Naruto odiava l’Accademia.
Qualcuno avrebbe potuto dire che esagerava, che “odio” era una parola grossa, soprattutto detta da un bambino di dodici anni, eppure lui ne era certo. L’odio, con tutto il rancore e il disprezzo che conteneva in sé e con quell’alone tetro che l’avvolgeva quando qualcuno ne parlava, era la parola più adatta ad esprimere le sue sensazioni nelle ore che trascorreva rinchiuso nell’aula del professor Iruka.
Non aveva particolari problemi con il professore in sé: anche se lo richiamava sempre e gli affibbiava ogni giorno una punizione, la dolcezza che traspariva dai suoi occhi non gli passava inosservata. Inoltre, Naruto sapeva che Iruka, nonostante lo riempisse di punizioni come pulire l’aula dopo le lezioni o scrivere la stessa frase per un numero imprecisato di volte, era sempre rimasto con lui. E non si riferiva ad una vicinanza morale, sentimentale o astratta, ma ad una vicinanza fisica, materiale, concreta.
Ogni pomeriggio, mentre lui di malavoglia adempiva ai suoi compiti punitivi, Iruka restava seduto sulla sedia posta dietro la cattedra e attendeva, silente, osservando i suoi gesti senza quell’aria di giudice che, invece, assumevano le altre persone quando lo guardavano. Lo scrutava come stesse cercando un qualcosa di particolare in lui, non con aria di disgusto o di disprezzo, ma di curiosità e meraviglia.
Sapeva benissimo che il turno del suo insegnante terminava alla fine delle lezioni, in seguito alle quali avrebbe dovuto fare rapporto all’Hokage stesso; eppure, questi non lo lasciava, restava, prolungando il suo turno a volte per diverse ore, gli teneva compagnia il pomeriggio intero, sorbendosi, Naruto sapeva, diverse ramanzine da parte dell’Hokage che non sopportava particolarmente i ritardi di consegna del rapporto del professore.
Il suo problema, in definitiva, non era affatto Iruka sensei.
Il suo odio era per lo più legato alle altre persone che, durante le lezioni, erano presenti nell’aula: i suoi compagni di classe.
Erano una ventina, alla fin fine, ma non aveva mai parlato con nessuno di loro in particolar modo.
Certo, a differenza della maggior parte delle persone del villaggio questi si avvicinavano a lui, ma generalmente la motivazione non era affatto gradita.
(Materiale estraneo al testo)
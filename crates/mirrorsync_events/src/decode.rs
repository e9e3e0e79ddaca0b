//! JSON decoding of raw channel payloads.
//!
//! Unknown fields are ignored. The only validation performed is the presence
//! of each channel's discriminator field.

use crate::error::{DecodeError, DecodeResult};
use crate::event::{
    AlertEvent, ChannelKind, DecodedEvent, Event, EventStatus, ResourceStateEvent, UsageEvent,
};
use serde::Deserialize;
use serde_json::Value;

#[derive(Deserialize)]
struct ActionWire {
    id: Option<Value>,
    event: Option<String>,
    #[serde(rename = "eventName")]
    event_name: Option<String>,
    #[serde(rename = "eventType")]
    event_type: Option<String>,
    #[serde(rename = "entityuuid")]
    entity_uuid_lower: Option<Value>,
    #[serde(rename = "entityUuid")]
    entity_uuid: Option<Value>,
    entity: Option<String>,
    #[serde(rename = "entityType")]
    entity_type: Option<String>,
    status: Option<String>,
    timestamp: Option<Value>,
    #[serde(rename = "eventDateTime")]
    event_date_time: Option<Value>,
    account: Option<Value>,
    #[serde(rename = "actorAccount")]
    actor_account: Option<Value>,
    user: Option<Value>,
    #[serde(rename = "actorUser")]
    actor_user: Option<Value>,
    description: Option<String>,
    subject: Option<String>,
    body: Option<String>,
}

#[derive(Deserialize)]
struct ResourceStateWire {
    id: Option<Value>,
    resource: Option<String>,
    #[serde(rename = "old-state")]
    old_state: Option<String>,
    #[serde(rename = "new-state")]
    new_state: Option<String>,
    status: Option<String>,
    event: Option<String>,
}

#[derive(Deserialize)]
struct UsageWire {
    event: Option<String>,
    id: Option<Value>,
    zone: Option<Value>,
    account: Option<Value>,
    size: Option<Value>,
    offering: Option<Value>,
    template: Option<Value>,
}

#[derive(Deserialize)]
struct AlertWire {
    subject: Option<String>,
    #[serde(rename = "alertType")]
    alert_type: Option<Value>,
    #[serde(rename = "dataCenterId")]
    data_center_id: Option<Value>,
    #[serde(rename = "podId")]
    pod_id: Option<Value>,
    body: Option<String>,
}

/// Decodes a payload arriving on the given channel.
pub fn decode(channel: ChannelKind, bytes: &[u8]) -> DecodeResult<DecodedEvent> {
    match channel {
        ChannelKind::Action => decode_action(bytes).map(DecodedEvent::Action),
        ChannelKind::ResourceState => {
            decode_resource_state(bytes).map(DecodedEvent::ResourceState)
        }
        ChannelKind::Usage => decode_usage(bytes).map(DecodedEvent::Usage),
        ChannelKind::Alert => decode_alert(bytes).map(DecodedEvent::Alert),
    }
}

/// Decodes an action event.
///
/// The event name is read from `event`, then `eventName`, then `eventType`.
pub fn decode_action(bytes: &[u8]) -> DecodeResult<Event> {
    let wire: ActionWire = serde_json::from_slice(bytes)
        .map_err(|e| DecodeError::malformed(ChannelKind::Action, &e))?;

    let name = [wire.event, wire.event_name, wire.event_type]
        .into_iter()
        .flatten()
        .map(|name| name.trim().to_string())
        .find(|name| !name.is_empty())
        .ok_or(DecodeError::MissingField {
            channel: ChannelKind::Action,
            field: "event",
        })?;

    let mut event = Event::new(name);
    event.id = text(wire.id);
    event.entity_uuid = text(wire.entity_uuid).or(text(wire.entity_uuid_lower));
    event.entity_type = non_empty(wire.entity_type).or(non_empty(wire.entity));
    event.status = wire.status.as_deref().and_then(EventStatus::parse);
    event.timestamp = text(wire.timestamp).or(text(wire.event_date_time));
    event.actor_account = text(wire.actor_account).or(text(wire.account));
    event.actor_user = text(wire.actor_user).or(text(wire.user));
    event.description = non_empty(wire.description);
    event.subject = non_empty(wire.subject);
    event.body = non_empty(wire.body);
    Ok(event)
}

/// Decodes a resource-state event.
///
/// The new state is read from `new-state`, falling back to `status`.
pub fn decode_resource_state(bytes: &[u8]) -> DecodeResult<ResourceStateEvent> {
    let channel = ChannelKind::ResourceState;
    let wire: ResourceStateWire =
        serde_json::from_slice(bytes).map_err(|e| DecodeError::malformed(channel, &e))?;

    let id = text(wire.id).ok_or(DecodeError::MissingField { channel, field: "id" })?;
    let new_state = non_empty(wire.new_state)
        .or(non_empty(wire.status))
        .ok_or(DecodeError::MissingField {
            channel,
            field: "new-state",
        })?;

    Ok(ResourceStateEvent {
        id,
        resource: non_empty(wire.resource),
        old_state: non_empty(wire.old_state),
        new_state,
        event: non_empty(wire.event),
    })
}

/// Decodes a usage event.
pub fn decode_usage(bytes: &[u8]) -> DecodeResult<UsageEvent> {
    let channel = ChannelKind::Usage;
    let wire: UsageWire =
        serde_json::from_slice(bytes).map_err(|e| DecodeError::malformed(channel, &e))?;

    let event = non_empty(wire.event).ok_or(DecodeError::MissingField {
        channel,
        field: "event",
    })?;

    Ok(UsageEvent {
        event,
        id: text(wire.id),
        zone: text(wire.zone),
        account: text(wire.account),
        size: text(wire.size).and_then(|size| size.parse().ok()),
        offering: text(wire.offering),
        template: text(wire.template),
    })
}

/// Decodes an alert event.
pub fn decode_alert(bytes: &[u8]) -> DecodeResult<AlertEvent> {
    let channel = ChannelKind::Alert;
    let wire: AlertWire =
        serde_json::from_slice(bytes).map_err(|e| DecodeError::malformed(channel, &e))?;

    let subject = non_empty(wire.subject).ok_or(DecodeError::MissingField {
        channel,
        field: "subject",
    })?;

    Ok(AlertEvent {
        subject,
        alert_type: text(wire.alert_type),
        data_center_id: text(wire.data_center_id),
        pod_id: text(wire.pod_id),
        body: non_empty(wire.body),
    })
}

/// Platform payloads mix numeric and string ids; both are kept as text.
fn text(value: Option<Value>) -> Option<String> {
    match value? {
        Value::String(s) => non_empty(Some(s)),
        Value::Number(n) => Some(n.to_string()),
        Value::Bool(b) => Some(b.to_string()),
        _ => None,
    }
}

fn non_empty(value: Option<String>) -> Option<String> {
    value.filter(|s| !s.trim().is_empty())
}

#[cfg(test)]
mod tests {
    use super::*;

    #[test]
    fn minimal_action_event() {
        let event = decode_action(br#"{"event":"VM.START","id":"abc-1"}"#).unwrap();
        assert_eq!(event.event_name(), "VM.START");
        assert_eq!(event.category().as_str(), "VM.");
        assert_eq!(event.target_uuid(), Some("abc-1"));
        assert_eq!(event.status, None);
    }

    #[test]
    fn full_action_event() {
        let payload = br#"{
            "eventName": "VOLUME.ATTACH",
            "id": 9182,
            "entityuuid": "vol-7",
            "entity": "Volume",
            "status": "Started",
            "eventDateTime": "2024-03-11 10:15:02 +0000",
            "account": "acct-1",
            "user": "user-1",
            "description": "attaching volume",
            "unrelated": {"nested": true}
        }"#;
        let event = decode_action(payload).unwrap();
        assert_eq!(event.event_name(), "VOLUME.ATTACH");
        assert_eq!(event.id.as_deref(), Some("9182"));
        assert_eq!(event.entity_uuid.as_deref(), Some("vol-7"));
        assert_eq!(event.entity_type.as_deref(), Some("Volume"));
        assert_eq!(event.status, Some(EventStatus::Started));
        assert_eq!(event.timestamp.as_deref(), Some("2024-03-11 10:15:02 +0000"));
        assert_eq!(event.actor_account.as_deref(), Some("acct-1"));
        assert_eq!(event.actor_user.as_deref(), Some("user-1"));
    }

    #[test]
    fn event_field_wins_over_event_name() {
        let event = decode_action(br#"{"event":"VM.STOP","eventName":"VM.START"}"#).unwrap();
        assert_eq!(event.event_name(), "VM.STOP");

        let event = decode_action(br#"{"event":"  ","eventName":"VM.START"}"#).unwrap();
        assert_eq!(event.event_name(), "VM.START");
    }

    #[test]
    fn unknown_status_is_not_an_error() {
        let event = decode_action(br#"{"event":"VM.START","status":"Deferred"}"#).unwrap();
        assert_eq!(event.status, None);
    }

    #[test]
    fn malformed_json() {
        let err = decode_action(b"{not-json").unwrap_err();
        assert!(matches!(err, DecodeError::Malformed { .. }));

        let err = decode_action(b"[1,2,3]").unwrap_err();
        assert!(matches!(err, DecodeError::Malformed { .. }));
    }

    #[test]
    fn missing_discriminator() {
        let err = decode_action(br#"{"id":"abc-1"}"#).unwrap_err();
        assert!(matches!(
            err,
            DecodeError::MissingField {
                field: "event",
                ..
            }
        ));
    }

    #[test]
    fn resource_state_event() {
        let payload = br#"{"resource":"VirtualMachine","id":"abc-1","old-state":"Starting","new-state":"Running","event":"FollowAgentPowerOnReport"}"#;
        let event = decode_resource_state(payload).unwrap();
        assert_eq!(event.id, "abc-1");
        assert_eq!(event.resource.as_deref(), Some("VirtualMachine"));
        assert_eq!(event.old_state.as_deref(), Some("Starting"));
        assert_eq!(event.new_state, "Running");
        assert!(!event.is_error());
    }

    #[test]
    fn resource_state_falls_back_to_status() {
        let event = decode_resource_state(br#"{"id":"v-1","status":"Error"}"#).unwrap();
        assert_eq!(event.new_state, "Error");
        assert!(event.is_error());

        let err = decode_resource_state(br#"{"id":"v-1"}"#).unwrap_err();
        assert!(matches!(
            err,
            DecodeError::MissingField {
                field: "new-state",
                ..
            }
        ));
    }

    #[test]
    fn usage_event() {
        let payload = br#"{"event":"VOLUME.CREATE","id":"vol-1","zone":"z-1","size":"10737418240"}"#;
        let event = decode_usage(payload).unwrap();
        assert_eq!(event.event, "VOLUME.CREATE");
        assert_eq!(event.size, Some(10_737_418_240));
        assert_eq!(event.zone.as_deref(), Some("z-1"));
    }

    #[test]
    fn alert_event() {
        let payload = br#"{"subject":"Host down","alertType":7,"dataCenterId":1,"podId":2,"body":"host h-1 is down"}"#;
        let event = decode_alert(payload).unwrap();
        assert_eq!(event.subject, "Host down");
        assert_eq!(event.alert_type.as_deref(), Some("7"));
        assert_eq!(event.data_center_id.as_deref(), Some("1"));

        assert!(decode_alert(br#"{"body":"no subject"}"#).is_err());
    }

    #[test]
    fn decode_by_channel() {
        let decoded = decode(ChannelKind::Action, br#"{"event":"USER.LOGIN"}"#).unwrap();
        assert_eq!(decoded.channel(), ChannelKind::Action);
        assert_eq!(decoded.label(), "USER.LOGIN");

        let decoded = decode(
            ChannelKind::ResourceState,
            br#"{"id":"x","new-state":"Stopped"}"#,
        )
        .unwrap();
        assert_eq!(decoded.channel(), ChannelKind::ResourceState);
    }
}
Se infatti gli si avvicinavano era per lo più per deriderlo o picchiarlo.
Era escluso, Naruto, era escluso dalla classe, escluso dal villaggio, escluso dal mondo, ed era perfettamente a conoscenza del perché di questo isolamento forzato, ma il saperlo, purtroppo, non affievoliva la tristezza che lo avvolgeva. Quel giorno di Agosto, il quattordici, se vogliamo essere precisi, Naruto non faceva altro che osservare il cortile deserto, posto davanti l’entrata dell’Accademia, proprio sotto la finestra vicino alla quale si era seduto, e sospirava.
Sospirava, sconfortato di non poter essere libero di alzarsi e scendere in quel cortile a farsi riscaldare dall’abbraccio dei raggi solari. Sospirava, totalmente immerso nei suoi pensieri, dimentico della spiegazione che il professor Iruka stava portando avanti e del ruolo di studente che lì svolgeva.
Continuava ad ammirare estasiato le foglie degli alberi ondeggiare sui forti rami come in una danza perpetua guidata dalla musica portata dalla lieve brezza estiva; tuttavia, il suo incanto finì non appena un pugno gentile si posò sul suo capo facendogli provare una punta di dolore per l’impatto.
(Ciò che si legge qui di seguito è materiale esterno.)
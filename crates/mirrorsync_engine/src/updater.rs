//! Point status updates for a single mirror record.

use crate::context::SystemContext;
use crate::error::SyncResult;
use crate::family::ResourceFamily;
use crate::status::LifecycleStatus;
use crate::store::{MirrorStore, ResourceMirror};
use std::sync::Arc;
use tracing::{debug, info};

/// Result of [`StateUpdater::apply_state`].
#[derive(Debug, Clone, PartialEq)]
pub enum StateChange {
    /// The record was patched.
    Applied(ResourceMirror),
    /// No record with that uuid exists yet; nothing was written.
    UnknownResource,
}

impl StateChange {
    /// Returns true if a record was patched.
    pub fn is_applied(&self) -> bool {
        matches!(self, StateChange::Applied(_))
    }
}

/// Patches `status` and `event_message` without a resync round-trip.
///
/// Last write wins: a non-error update always clears the message and sets
/// the status, whatever the record held before.
pub struct StateUpdater<S: ?Sized> {
    store: Arc<S>,
}

impl<S: MirrorStore + ?Sized> StateUpdater<S> {
    /// Creates an updater over a store.
    pub fn new(store: Arc<S>) -> Self {
        Self { store }
    }

    /// Applies a status to the mirror of `uuid`.
    ///
    /// With `is_error`, the status becomes `Error` and the message names the
    /// triggering event. An unknown uuid is not an error.
    pub fn apply_state(
        &self,
        ctx: &SystemContext,
        family: ResourceFamily,
        uuid: &str,
        status: LifecycleStatus,
        is_error: bool,
        trigger: &str,
    ) -> SyncResult<StateChange> {
        let (status, message) = if is_error {
            (LifecycleStatus::Error, error_message(trigger))
        } else {
            (status, String::new())
        };

        match self
            .store
            .patch_status(ctx, family, uuid, status, message)?
        {
            Some(record) => {
                info!(family = %family, uuid, status = %record.status, trigger, "mirror status applied");
                Ok(StateChange::Applied(record))
            }
            None => {
                debug!(family = %family, uuid, trigger, "no mirror for uuid, skipping state update");
                Ok(StateChange::UnknownResource)
            }
        }
    }
}

/// Formats the event message recorded on an error transition.
pub fn error_message(trigger: &str) -> String {
    let trigger = trigger.trim();
    if trigger.is_empty() {
        "operation failed".to_string()
    } else {
        format!("{} failed", trigger)
    }
}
-Siamo in classe, vorrei ricordartelo, Naruto –

La voce di Iruka parve svegliare totalmente il biondo dal suo incantevole sogno, catapultandolo con poca delicatezza nella prigione razionale che costituiva l’Accademia.
Sbuffò con aria annoiata, mentre le labbra si piegavano in un broncio infantile e le mani andavano a coprire malamente il punto del capo colpito, massaggiandolo lievemente. Stranamente non fiatò, non protestò per il colpo e per la noia che lo stava assalendo. Tacque, con grande sorpresa di tutti, e si sistemò con le braccia incrociate sul banco e il volto poggiato su  di esse. Sentì i bisbigli alle sue spalle e finse di ignorarli, mascherando il risentimento che lo coglieva come un’ondata di infervorata stizza.
Si ripeté che presto sarebbe stato tutto finito e aspettò trepidante il suono della campana che avrebbe decretato la fine della sua prigionia.
Se avesse resistito senza compiere gesti avventati avrebbe potuto godere della libertà.
Martoriò il labbro inferiore con i denti in un gesto di nervosa impazienza ed esultò internamente quando il trillo acuto della campana che segnava la fine delle lezioni echeggiò nell’edificio.
Si alzò stiracchiandosi rozzamente e, sorridendo allegramente, si diresse spedito verso la porta dell’aula.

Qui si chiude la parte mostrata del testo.